Fast forward to today. Verdigris has developed a magnetic sensor that clips on the outside of the wires leading into the circuit breaker box.  It works by sampling changes in the magnetic field around the wires at a rate of 8 kilohertz. These types of sensors already existed, but most operated at lower frequencies and are larger—too large to fit on every wire in the tight space inside a typical circuit breaker box.

“We shrunk the sensors and got high fidelity signals,” Chung says, “by figuring out novel ways to fit more powerful sensors into tight spaces.” Some of that had to do with the arrangement of the magnetic material, he says, but can’t say more until patents are filed.

Verdigris also had to develop algorithms to decode the signals. It did so by training a deep learning system, essentially, turning things on and off while the system observed the changes in magnetic fingerprints. The system ships today with some basic labels in place, like refrigeration, lights, pumps, motors. If the user wants more specific information (GE microwave here, Samsung refrigerator there) they need to teach the AI themselves by labeling those devices when they are detected through the app.
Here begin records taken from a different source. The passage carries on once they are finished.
use indicatif::ProgressBar;

use crate::{
    average::RunningAverage,
    case::{Case, TimeDir},
    datatypes::BoundaryVectorField,
    error::TawssError,
    traction::TractionCalculator,
};

/// Drives the run: for each selected time, in ascending order, refresh the
/// mesh, compute the traction snapshot (or fall back to zero when inputs are
/// missing), write WSS, fold it into the running average, and write TAWSSPP.
///
/// TAWSSPP is persisted after every timestep, so the output always reflects
/// the cumulative average through the most recently processed snapshot.
pub fn run(
    case: &mut Case,
    times: &[TimeDir],
    calculator: &dyn TractionCalculator,
) -> Result<(), TawssError> {
    let mut accumulator = RunningAverage::new(&case.mesh);

    println!("info: processing {} timesteps", times.len());
    let bar = ProgressBar::new(times.len() as u64);

    for time in times {
        println!("info: time = {}", time.name);
        case.refresh_mesh(time)?;

        let snapshot = compute_snapshot(case, time, calculator)?;

        case.write_boundary_field(time, "WSS", &snapshot)?;
        let average = accumulator.update(&snapshot)?;
        case.write_boundary_field(time, "TAWSSPP", &average)?;

        bar.inc(1);
    }

    bar.finish_with_message(format!(
        "info: averaged wall shear stress over {} timesteps\n",
        accumulator.count()
    ));
    println!("info: end");

    Ok(())
}

/// Loads the timestep's input fields and computes its traction snapshot.
/// A missing U or auxiliary field is not an error: the snapshot is the zero
/// field for that timestep, which still dilutes the running average.
fn compute_snapshot(
    case: &Case,
    time: &TimeDir,
    calculator: &dyn TractionCalculator,
) -> Result<BoundaryVectorField, TawssError> {
    let velocity = match case.read_vector_field(time, "U")? {
        Some(v) => v,
        None => {
            println!("info:     no U field");
            return Ok(BoundaryVectorField::zero(&case.mesh));
        }
    };

    let aux = match case.read_scalar_field(time, calculator.aux_field())? {
        Some(a) => a,
        None => {
            println!("info:     no {} field", calculator.aux_field());
            return Ok(BoundaryVectorField::zero(&case.mesh));
        }
    };

    calculator.compute(&case.mesh, &velocity, &aux)
}
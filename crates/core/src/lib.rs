pub mod domain;
pub mod errors;
pub mod system;

pub use domain::collection::{AddOutcome, LineItem, ProductCollection, RemoveOutcome};
pub use domain::customer::{Customer, CustomerId, CustomerProfile};
pub use domain::order::{Order, OrderDetails, OrderId, OrderStatus};
pub use domain::product::{Product, ProductId};
pub use errors::DomainError;
pub use system::{OrderReceipt, ShoppingSystem};
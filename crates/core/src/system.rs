use std::collections::BTreeMap;

use rust_decimal::Decimal;
use serde::{Deserialize, Serialize};
use tracing::{info, warn};

use crate::domain::collection::ProductCollection;
use crate::domain::customer::{Customer, CustomerId};
use crate::domain::order::{Order, OrderId};
use crate::domain::product::{Product, ProductId};
use crate::errors::DomainError;

/// Structured result of `create_order`, for the presentation layer to
/// render. `missing_products` lists requested ids that were absent from the
/// catalog and therefore skipped.
#[derive(Clone, Debug, PartialEq, Serialize, Deserialize)]
pub struct OrderReceipt {
    pub customer_id: CustomerId,
    pub order_id: OrderId,
    pub total: Decimal,
    pub missing_products: Vec<ProductId>,
}

/// Canonical registries for products and customers, and the only place
/// orders are created. Registry inserts overwrite on duplicate id; the
/// accumulate-on-duplicate policy exists only inside `ProductCollection`.
#[derive(Debug, Default)]
pub struct ShoppingSystem {
    products: BTreeMap<ProductId, Product>,
    customers: BTreeMap<CustomerId, Customer>,
}

impl ShoppingSystem {
    pub fn new() -> Self {
        Self::default()
    }

    /// Registers a product, replacing any existing catalog entry with the
    /// same id. The one validation the boundary performs is rejecting a
    /// negative unit price; stock quantity is unsigned by construction.
    pub fn add_product(&mut self, product: Product) -> Result<(), DomainError> {
        if product.unit_price < Decimal::ZERO {
            return Err(DomainError::Validation(format!(
                "product {} has negative unit price {}",
                product.id, product.unit_price
            )));
        }

        info!(product_id = %product.id, name = %product.name, "product registered");
        self.products.insert(product.id.clone(), product);
        Ok(())
    }

    pub fn add_customer(&mut self, customer: Customer) {
        info!(customer_id = %customer.id, name = %customer.name, "customer registered");
        self.customers.insert(customer.id.clone(), customer);
    }

    pub fn product(&self, id: &ProductId) -> Option<&Product> {
        self.products.get(id)
    }

    pub fn product_mut(&mut self, id: &ProductId) -> Option<&mut Product> {
        self.products.get_mut(id)
    }

    pub fn customer(&self, id: &CustomerId) -> Option<&Customer> {
        self.customers.get(id)
    }

    pub fn customer_mut(&mut self, id: &CustomerId) -> Option<&mut Customer> {
        self.customers.get_mut(id)
    }

    /// Builds an order for `customer_id` from the requested line items.
    /// Unknown product ids are skipped and reported in the receipt rather
    /// than failing the order, so the order may end up with fewer lines than
    /// requested, or none at all. The order id is the customer's current
    /// order count plus one; ids are unique per customer, not system-wide.
    pub fn create_order(
        &mut self,
        customer_id: &CustomerId,
        requested: &[(ProductId, u32)],
    ) -> Result<OrderReceipt, DomainError> {
        if !self.customers.contains_key(customer_id) {
            return Err(DomainError::CustomerNotFound { id: customer_id.clone() });
        }

        let mut items = ProductCollection::new();
        let mut missing_products = Vec::new();
        for (product_id, quantity) in requested {
            match self.products.get(product_id) {
                Some(product) => {
                    items.add(product.clone(), *quantity);
                }
                None => {
                    warn!(product_id = %product_id, "requested product not in catalog, skipping line");
                    missing_products.push(product_id.clone());
                }
            }
        }

        let customer = self
            .customers
            .get_mut(customer_id)
            .ok_or_else(|| DomainError::CustomerNotFound { id: customer_id.clone() })?;
        let order_id = OrderId(customer.orders().len() as u32 + 1);
        let order = Order::new(order_id, items);
        let total = order.total();

        info!(
            customer_id = %customer_id,
            order_id = %order_id,
            total = %total,
            skipped = missing_products.len(),
            "order created"
        );
        customer.add_order(order);

        Ok(OrderReceipt {
            customer_id: customer_id.clone(),
            order_id,
            total,
            missing_products,
        })
    }

    pub fn customer_orders(&self, customer_id: &CustomerId) -> Result<&[Order], DomainError> {
        self.customers
            .get(customer_id)
            .map(Customer::orders)
            .ok_or_else(|| DomainError::CustomerNotFound { id: customer_id.clone() })
    }

    /// Alias of `customer_orders`: the original interface exposes "view
    /// orders" and "view order history" as separate operations over the same
    /// data.
    pub fn order_history(&self, customer_id: &CustomerId) -> Result<&[Order], DomainError> {
        self.customer_orders(customer_id)
    }
}
use std::fmt;

use serde::{Deserialize, Serialize};

use crate::domain::order::Order;

#[derive(Clone, Debug, PartialEq, Eq, Hash, PartialOrd, Ord, Serialize, Deserialize)]
pub struct CustomerId(pub String);

impl fmt::Display for CustomerId {
    fn fmt(&self, f: &mut fmt::Formatter<'_>) -> fmt::Result {
        f.write_str(&self.0)
    }
}

/// A registered customer and the orders it exclusively owns, in creation
/// order. Order ids are assigned by the registry before `add_order`.
#[derive(Clone, Debug, PartialEq, Serialize, Deserialize)]
pub struct Customer {
    pub id: CustomerId,
    pub name: String,
    email: String,
    orders: Vec<Order>,
}

#[derive(Clone, Debug, PartialEq, Eq, Serialize, Deserialize)]
pub struct CustomerProfile {
    pub id: CustomerId,
    pub name: String,
    pub email: String,
}

impl Customer {
    pub fn new(id: CustomerId, name: impl Into<String>, email: impl Into<String>) -> Self {
        Self { id, name: name.into(), email: email.into(), orders: Vec::new() }
    }

    pub fn add_order(&mut self, order: Order) {
        self.orders.push(order);
    }

    /// The same list backs both "view orders" and "view order history".
    pub fn orders(&self) -> &[Order] {
        &self.orders
    }

    pub fn orders_mut(&mut self) -> &mut [Order] {
        &mut self.orders
    }

    pub fn email(&self) -> &str {
        &self.email
    }

    /// Direct mutator, no validation.
    pub fn set_email(&mut self, email: impl Into<String>) {
        self.email = email.into();
    }

    pub fn profile(&self) -> CustomerProfile {
        CustomerProfile { id: self.id.clone(), name: self.name.clone(), email: self.email.clone() }
    }
}
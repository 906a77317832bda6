use thiserror::Error;

use crate::domain::customer::CustomerId;
use crate::domain::order::OrderId;

/// Recoverable domain failures. Per-line product misses during order
/// creation are not errors; they are reported inside the order receipt and
/// the order proceeds with the remaining lines.
#[derive(Clone, Debug, Error, PartialEq, Eq)]
pub enum DomainError {
    #[error("validation failed: {0}")]
    Validation(String),
    #[error("customer {id} not found")]
    CustomerNotFound { id: CustomerId },
    #[error("order {id} has no line items and cannot be completed")]
    EmptyOrder { id: OrderId },
}
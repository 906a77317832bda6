use rust_decimal::Decimal;

use storefront_core::{
    Customer, CustomerId, DomainError, OrderStatus, Product, ProductId, ShoppingSystem,
};

fn widget() -> Product {
    Product::new(ProductId("1".to_owned()), "Widget", Decimal::new(500, 2), 100)
}

#[test]
fn full_order_lifecycle_from_registration_to_completion() {
    let mut system = ShoppingSystem::new();
    system.add_product(widget()).expect("valid product");
    system.add_customer(Customer::new(CustomerId("C1".to_owned()), "Alice", "a@x.com"));

    let c1 = CustomerId("C1".to_owned());
    let receipt = system
        .create_order(&c1, &[(ProductId("1".to_owned()), 3)])
        .expect("customer and product are registered");

    assert_eq!(receipt.total, Decimal::new(1500, 2));
    assert!(receipt.missing_products.is_empty());

    {
        let customer = system.customer_mut(&c1).expect("registered customer");
        let order = &mut customer.orders_mut()[0];
        assert_eq!(order.status(), OrderStatus::Pending);
        order.complete().expect("order has a line item");
    }

    let orders = system.customer_orders(&c1).expect("registered customer");
    assert_eq!(orders.len(), 1);
    assert_eq!(orders[0].status(), OrderStatus::Completed);
    assert_eq!(orders[0].total(), Decimal::new(1500, 2));

    // History is the same view over the same orders.
    assert_eq!(system.order_history(&c1).expect("registered customer"), orders);
}

#[test]
fn viewing_orders_for_an_unregistered_customer_reports_not_found() {
    let system = ShoppingSystem::new();

    let error = system
        .customer_orders(&CustomerId("nobody".to_owned()))
        .expect_err("customer was never registered");

    assert_eq!(error, DomainError::CustomerNotFound { id: CustomerId("nobody".to_owned()) });
}

#[test]
fn order_details_serialize_for_the_presentation_layer() {
    let mut system = ShoppingSystem::new();
    system.add_product(widget()).expect("valid product");
    system.add_customer(Customer::new(CustomerId("C1".to_owned()), "Alice", "a@x.com"));
    let c1 = CustomerId("C1".to_owned());
    system.create_order(&c1, &[(ProductId("1".to_owned()), 2)]).expect("order created");

    let details = system.customer_orders(&c1).expect("registered customer")[0].details();
    let json = serde_json::to_value(&details).expect("details serialize");

    assert_eq!(json["id"], 1);
    assert_eq!(json["status"], "Pending");
    assert_eq!(json["line_items"].as_array().map(Vec::len), Some(1));
    assert_eq!(json["total"], "10.00");
}
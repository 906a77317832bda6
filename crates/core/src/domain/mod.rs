pub mod collection;
pub mod customer;
pub mod order;
pub mod product;
use std::fmt;

use chrono::{DateTime, Utc};
use rust_decimal::Decimal;
use serde::{Deserialize, Serialize};

use crate::domain::collection::{LineItem, ProductCollection};
use crate::errors::DomainError;

/// Scoped to one customer's order list: assigned as order-count + 1, so two
/// customers may each hold an order with id 1.
#[derive(Clone, Copy, Debug, PartialEq, Eq, Hash, Serialize, Deserialize)]
pub struct OrderId(pub u32);

impl fmt::Display for OrderId {
    fn fmt(&self, f: &mut fmt::Formatter<'_>) -> fmt::Result {
        write!(f, "{}", self.0)
    }
}

#[derive(Clone, Copy, Debug, PartialEq, Eq, Serialize, Deserialize)]
pub enum OrderStatus {
    Pending,
    Completed,
    Cancelled,
}

#[derive(Clone, Debug, PartialEq, Serialize, Deserialize)]
pub struct Order {
    pub id: OrderId,
    items: ProductCollection,
    status: OrderStatus,
    pub created_at: DateTime<Utc>,
}

/// Read-only projection of one order for display.
#[derive(Clone, Debug, PartialEq, Serialize, Deserialize)]
pub struct OrderDetails {
    pub id: OrderId,
    pub status: OrderStatus,
    pub line_items: Vec<LineItem>,
    pub total: Decimal,
}

impl Order {
    pub fn new(id: OrderId, items: ProductCollection) -> Self {
        Self { id, items, status: OrderStatus::Pending, created_at: Utc::now() }
    }

    pub fn status(&self) -> OrderStatus {
        self.status
    }

    pub fn items(&self) -> &ProductCollection {
        &self.items
    }

    pub fn total(&self) -> Decimal {
        self.items.total()
    }

    /// Marks the order Completed. The only guard is that the collection must
    /// be non-empty; completion is permitted from any prior status, including
    /// Cancelled (the lifecycle is deliberately permissive).
    pub fn complete(&mut self) -> Result<(), DomainError> {
        if self.items.is_empty() {
            return Err(DomainError::EmptyOrder { id: self.id });
        }

        self.status = OrderStatus::Completed;
        Ok(())
    }

    /// Cancels unconditionally, whatever the prior status.
    pub fn cancel(&mut self) {
        self.status = OrderStatus::Cancelled;
    }

    pub fn details(&self) -> OrderDetails {
        OrderDetails {
            id: self.id,
            status: self.status,
            line_items: self.items.items().to_vec(),
            total: self.items.total(),
        }
    }
}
“We can go down to five-watt devices,” Chung said, though he admits the system has a hard time telling the difference between an iPhone and iPad. “We could theoretically tell you if a computer is idle or being used if it’s on the charger.”

Beta systems rolled out to customers in 2014. Its production system started shipping late last year at US $3300 for a 42-sensor system; the company also charges customers $49 or $69 a month, depending on the level of data provided, for the cloud subscription. At this point, it is still targeting the business market, but the company does already have a handful of private residential customers in Silicon Valley.

Verdigris screens on its phone appVerdigris’ data shows up in a variety of ways on its smartphone app.Photo: Verdigris

One of its early customers used the product to solve a mystery much like the one that inspired its creation: Somewhere in the company somebody was doing something, likely bringing in a space heater, that was tripping a circuit breaker regularly. But nobody could find the culprit. “We said ‘we think we can,’ and we did,” says Chung.

Generally, he thought users would be using the data to improve energy efficiency. It turns out that, for now, says Chung, “our customers don’t seem to have time to care about that—they care more about whether a hotel room is going to be too hot or cold or whether machinery is about to fail. “We can detect when motors are faulty, for example, that a bearing has failed in a motor, or a rotor bar in a condenser pump has broken—we can pick up changes in the physical nature of devices from changes in their signatures.”

Verdigris has more than $16 million in funding, including about $1.5 million in startup funds from its founders and significant investments from manufacturing firm Jabil and Verizon. It has 28 employees, virtually all engineers, and is still hiring. Right now, it is focusing on getting this first product out to business customers.

But a consumer product is coming—“in a few short years,” Chung promises.

“Our goal is to eventually get down our hardware kit to $100 or less,” says Chung. “Then we can connect every residence, parking lot, pool house, connecting the dots between demand and loads on the grid, and help optimize the use of energy resources and save the planet.”